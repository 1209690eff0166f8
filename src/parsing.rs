//! Meta tag scanning for streaming platform pages.
//!
//! A page is reduced to its `<meta>` tags, and each tag is matched against
//! a platform mapping table ([`TagRule`]). The scan fills a [`TagDraft`],
//! which is then coalesced into a [`SongMetadata`] or [`AlbumMetadata`].

use crate::platform::{TagAttr, TagField, TagRule};
use crate::{
    AlbumField, AlbumMetadata, PageFetcher, Result, ScrapeError, SongMetadata, TrackDuration,
    UNKNOWN,
};
use scraper::{Html, Selector};

/// Owned copy of the attributes a `<meta>` tag can be matched on.
#[derive(Debug, Clone, PartialEq, Eq, Default)]
pub struct MetaTag {
    pub property: Option<String>,
    pub name: Option<String>,
    pub content: Option<String>,
}

impl MetaTag {
    pub fn attr(&self, attr: TagAttr) -> Option<&str> {
        match attr {
            TagAttr::Property => self.property.as_deref(),
            TagAttr::Name => self.name.as_deref(),
        }
    }
}

/// Collect every `<meta>` tag of the document in document order.
pub fn collect_meta_tags(document: &Html) -> Result<Vec<MetaTag>> {
    let meta_selector = Selector::parse("meta")
        .map_err(|e| ScrapeError::Parse(format!("Invalid meta selector: {e:?}")))?;

    Ok(document
        .select(&meta_selector)
        .map(|element| {
            let value = element.value();
            MetaTag {
                property: value.attr("property").map(str::to_string),
                name: value.attr("name").map(str::to_string),
                content: value.attr("content").map(str::to_string),
            }
        })
        .collect())
}

/// First rule in table order that the tag satisfies.
pub fn match_rule<'a>(rules: &'a [TagRule], tag: &MetaTag) -> Option<&'a TagRule> {
    rules
        .iter()
        .find(|rule| tag.attr(rule.attr) == Some(rule.key))
}

/// Fields gathered during a scan, before coalescing.
#[derive(Debug, Clone, PartialEq, Eq, Default)]
pub struct TagDraft {
    pub artwork_url: Option<String>,
    pub duration: Option<u64>,
    pub genre: Option<String>,
    pub album: Option<String>,
    pub title: Option<String>,
    pub artists: Vec<String>,
    pub release_date: Option<String>,
    pub description: Option<String>,
}

impl TagDraft {
    pub fn artist(&self) -> Option<String> {
        if self.artists.is_empty() {
            None
        } else {
            Some(self.artists.join(", "))
        }
    }

    /// Coalesce into a song record; the album stays an unresolved reference.
    pub fn into_song(self) -> SongMetadata {
        let artist = self.artist();
        SongMetadata {
            artwork_url: or_unknown(self.artwork_url),
            duration: TrackDuration::from(self.duration),
            genre: or_unknown(self.genre),
            album: AlbumField::Reference(or_unknown(self.album)),
            title: or_unknown(self.title),
            artist: or_unknown(artist),
            release_date: or_unknown(self.release_date),
        }
    }

    pub fn into_album(self) -> AlbumMetadata {
        let artist = self.artist();
        AlbumMetadata {
            artwork_url: or_unknown(self.artwork_url),
            title: or_unknown(self.title),
            artist: or_unknown(artist),
            description: or_unknown(self.description),
            release_date: or_unknown(self.release_date),
        }
    }
}

fn or_unknown(value: Option<String>) -> String {
    value.unwrap_or_else(|| UNKNOWN.to_string())
}

fn assign(slot: &mut Option<String>, content: &str, fallback: bool) {
    if fallback && slot.is_some() {
        return;
    }
    *slot = Some(content.to_string());
}

/// Parse a `music:duration` value into milliseconds.
pub fn parse_duration(content: &str) -> Result<u64> {
    content
        .trim()
        .parse::<u64>()
        .map_err(|_| ScrapeError::Parse(format!("Invalid duration '{content}'")))
}

/// Read the artist name from an artist page (its last `og:title`).
pub fn artist_name_from_page(document: &Html) -> Result<Option<String>> {
    Ok(collect_meta_tags(document)?
        .into_iter()
        .filter(|tag| tag.attr(TagAttr::Property) == Some("og:title"))
        .last()
        .and_then(|tag| tag.content))
}

/// Scans meta tags with one mapping table.
///
/// Artist links are resolved through the fetcher the scanner was built with.
pub struct TagScanner<'a> {
    rules: &'a [TagRule],
    fetcher: &'a dyn PageFetcher,
    log_target: &'a str,
}

impl<'a> TagScanner<'a> {
    pub fn new(rules: &'a [TagRule], fetcher: &'a dyn PageFetcher, log_target: &'a str) -> Self {
        Self {
            rules,
            fetcher,
            log_target,
        }
    }

    /// Walk the tags once, applying the first matching rule to each.
    ///
    /// Fails only when a typed field cannot be converted.
    pub async fn scan(&self, tags: &[MetaTag]) -> Result<TagDraft> {
        let mut draft = TagDraft::default();

        for tag in tags {
            let Some(rule) = match_rule(self.rules, tag) else {
                continue;
            };
            let Some(content) = tag.content.as_deref() else {
                log::trace!(target: self.log_target, "Tag '{}' has no content", rule.key);
                continue;
            };

            match rule.field {
                TagField::ArtworkUrl => assign(&mut draft.artwork_url, content, rule.fallback),
                TagField::Duration => draft.duration = Some(parse_duration(content)?),
                TagField::Genre => assign(&mut draft.genre, content, rule.fallback),
                TagField::Album => assign(&mut draft.album, content, rule.fallback),
                TagField::Title => assign(&mut draft.title, content, rule.fallback),
                TagField::Artist => draft.artists.push(content.to_string()),
                TagField::ArtistLink => {
                    if let Some(artist) = self.resolve_artist(content).await? {
                        draft.artists.push(artist);
                    }
                }
                TagField::ReleaseDate => assign(&mut draft.release_date, content, rule.fallback),
                TagField::Description => assign(&mut draft.description, content, rule.fallback),
            }
        }

        Ok(draft)
    }

    /// Fetch an artist page and read its name; `None` if it is unavailable.
    async fn resolve_artist(&self, artist_url: &str) -> Result<Option<String>> {
        log::debug!(target: self.log_target, "Resolving artist from {artist_url}");

        let Some(document) = self.fetcher.fetch_page(artist_url).await else {
            log::debug!(target: self.log_target, "Artist page {artist_url} unavailable");
            return Ok(None);
        };

        let artist = artist_name_from_page(&document)?;
        if artist.is_none() {
            log::debug!(target: self.log_target, "No og:title on artist page {artist_url}");
        }
        Ok(artist)
    }
}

AIM OF THE TASK: List the lines of the records where "with" occurs.

WRITTEN ANSWER:
/// Scans meta tags with one mapping table.
/// Artist links are resolved through the fetcher the scanner was built with.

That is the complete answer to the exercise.